Task description ▸ Each entry below should be retyped exactly, with nothing omitted.

Extracted entries ▸
§ §

//! PPM (P6) screenshot writer.
//!
//! ASCII header `P6\n<width> <height>\n255\n` followed by raw RGB
//! triples. Input is the pipeline's BGRA; conversion drops alpha and
//! reorders channels.

use std::io::{self, Write};
use std::path::Path;

pub fn encode_ppm(width: u32, height: u32, bgra: &[u8]) -> Vec<u8> {
    debug_assert_eq!(bgra.len(), (width as usize) * (height as usize) * 4);
    let mut out = Vec::with_capacity(32 + (width as usize) * (height as usize) * 3);
    out.extend_from_slice(format!("P6\n{width} {height}\n255\n").as_bytes());
    for px in bgra.chunks_exact(4) {
        out.extend_from_slice(&[px[2], px[1], px[0]]);
    }
    out
}

pub fn write_ppm(path: &Path, width: u32, height: u32, bgra: &[u8]) -> io::Result<()> {
    let mut file = std::fs::File::create(path)?;
    file.write_all(&encode_ppm(width, height, bgra))?;
    file.flush()?;
    tracing::info!(
        target: "render.screenshot",
        path = %path.display(),
        width,
        height,
        "screenshot_written"
    );
    Ok(())
}

/// Decode a P6 file produced by [`encode_ppm`]. Returns dimensions and
/// packed RGB rows. Used by tests and diagnostics; not a general PPM
/// reader (no comments, maxval fixed at 255).
pub fn decode_ppm(bytes: &[u8]) -> Option<(u32, u32, Vec<u8>)> {
    let mut fields = Vec::new();
    let mut pos = 0;
    // Three whitespace-separated header fields after the magic.
    let text = bytes;
    let mut field_start = None;
    while pos < text.len() && fields.len() < 4 {
        let b = text[pos];
        if b.is_ascii_whitespace() {
            if let Some(start) = field_start.take() {
                fields.push(&text[start..pos]);
            }
        } else if field_start.is_none() {
            field_start = Some(pos);
        }
        pos += 1;
        if fields.len() == 4 {
            break;
        }
    }
    if fields.len() != 4 || fields[0] != b"P6" || fields[3] != b"255" {
        return None;
    }
    let width: u32 = std::str::from_utf8(fields[1]).ok()?.parse().ok()?;
    let height: u32 = std::str::from_utf8(fields[2]).ok()?.parse().ok()?;
    let expected = (width as usize) * (height as usize) * 3;
    let data = &bytes[pos..];
    (data.len() == expected).then(|| (width, height, data.to_vec()))
}

#[cfg(test)]
mod tests {
    use super::*;

    #[test]
    fn header_format() {
        let encoded = encode_ppm(2, 1, &[1, 2, 3, 255, 4, 5, 6, 255]);
        assert!(encoded.starts_with(b"P6\n2 1\n255\n"));
    }

    #[test]
    fn round_trip_preserves_rgb() {
        // BGRA in, RGB out: alpha dropped, channels reordered.
        let bgra = [10u8, 20, 30, 99, 40, 50, 60, 1];
        let encoded = encode_ppm(2, 1, &bgra);
        let (w, h, rgb) = decode_ppm(&encoded).unwrap();
        assert_eq!((w, h), (2, 1));
        assert_eq!(rgb, vec![30, 20, 10, 60, 50, 40]);
    }

    #[test]
    fn write_and_read_back() {
        let dir = tempfile::tempdir().unwrap();
        let path = dir.path().join("frame.ppm");
        let bgra = vec![0u8, 0, 255, 255]; // one red pixel
        write_ppm(&path, 1, 1, &bgra).unwrap();
        let bytes = std::fs::read(&path).unwrap();
        let (w, h, rgb) = decode_ppm(&bytes).unwrap();
        assert_eq!((w, h, rgb), (1, 1, vec![255, 0, 0]));
    }

    #[test]
    fn truncated_input_rejected() {
        let mut encoded = encode_ppm(2, 2, &[0u8; 16]);
        encoded.pop();
        assert!(decode_ppm(&encoded).is_none());
    }
}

§ §

Solved problem ▸
//! PPM (P6) screenshot writer.
//!
//! ASCII header `P6\n<width> <height>\n255\n` followed by raw RGB
//! triples. Input is the pipeline's BGRA; conversion drops alpha and
//! reorders channels.

use std::io::{self, Write};
use std::path::Path;

pub fn encode_ppm(width: u32, height: u32, bgra: &[u8]) -> Vec<u8> {
    debug_assert_eq!(bgra.len(), (width as usize) * (height as usize) * 4);
    let mut out = Vec::with_capacity(32 + (width as usize) * (height as usize) * 3);
    out.extend_from_slice(format!("P6\n{width} {height}\n255\n").as_bytes());
    for px in bgra.chunks_exact(4) {
        out.extend_from_slice(&[px[2], px[1], px[0]]);
    }
    out
}

pub fn write_ppm(path: &Path, width: u32, height: u32, bgra: &[u8]) -> io::Result<()> {
    let mut file = std::fs::File::create(path)?;
    file.write_all(&encode_ppm(width, height, bgra))?;
    file.flush()?;
    tracing::info!(
        target: "render.screenshot",
        path = %path.display(),
        width,
        height,
        "screenshot_written"
    );
    Ok(())
}

/// Decode a P6 file produced by [`encode_ppm`]. Returns dimensions and
/// packed RGB rows. Used by tests and diagnostics; not a general PPM
/// reader (no comments, maxval fixed at 255).
pub fn decode_ppm(bytes: &[u8]) -> Option<(u32, u32, Vec<u8>)> {
    let mut fields = Vec::new();
    let mut pos = 0;
    // Three whitespace-separated header fields after the magic.
    let text = bytes;
    let mut field_start = None;
    while pos < text.len() && fields.len() < 4 {
        let b = text[pos];
        if b.is_ascii_whitespace() {
            if let Some(start) = field_start.take() {
                fields.push(&text[start..pos]);
            }
        } else if field_start.is_none() {
            field_start = Some(pos);
        }
        pos += 1;
        if fields.len() == 4 {
            break;
        }
    }
    if fields.len() != 4 || fields[0] != b"P6" || fields[3] != b"255" {
        return None;
    }
    let width: u32 = std::str::from_utf8(fields[1]).ok()?.parse().ok()?;
    let height: u32 = std::str::from_utf8(fields[2]).ok()?.parse().ok()?;
    let expected = (width as usize) * (height as usize) * 3;
    let data = &bytes[pos..];
    (data.len() == expected).then(|| (width, height, data.to_vec()))
}

#[cfg(test)]
mod tests {
    use super::*;

    #[test]
    fn header_format() {
        let encoded = encode_ppm(2, 1, &[1, 2, 3, 255, 4, 5, 6, 255]);
        assert!(encoded.starts_with(b"P6\n2 1\n255\n"));
    }

    #[test]
    fn round_trip_preserves_rgb() {
        // BGRA in, RGB out: alpha dropped, channels reordered.
        let bgra = [10u8, 20, 30, 99, 40, 50, 60, 1];
        let encoded = encode_ppm(2, 1, &bgra);
        let (w, h, rgb) = decode_ppm(&encoded).unwrap();
        assert_eq!((w, h), (2, 1));
        assert_eq!(rgb, vec![30, 20, 10, 60, 50, 40]);
    }

    #[test]
    fn write_and_read_back() {
        let dir = tempfile::tempdir().unwrap();
        let path = dir.path().join("frame.ppm");
        let bgra = vec![0u8, 0, 255, 255]; // one red pixel
        write_ppm(&path, 1, 1, &bgra).unwrap();
        let bytes = std::fs::read(&path).unwrap();
        let (w, h, rgb) = decode_ppm(&bytes).unwrap();
        assert_eq!((w, h, rgb), (1, 1, vec![255, 0, 0]));
    }

    #[test]
    fn truncated_input_rejected() {
        let mut encoded = encode_ppm(2, 2, &[0u8; 16]);
        encoded.pop();
        assert!(decode_ppm(&encoded).is_none());
    }
}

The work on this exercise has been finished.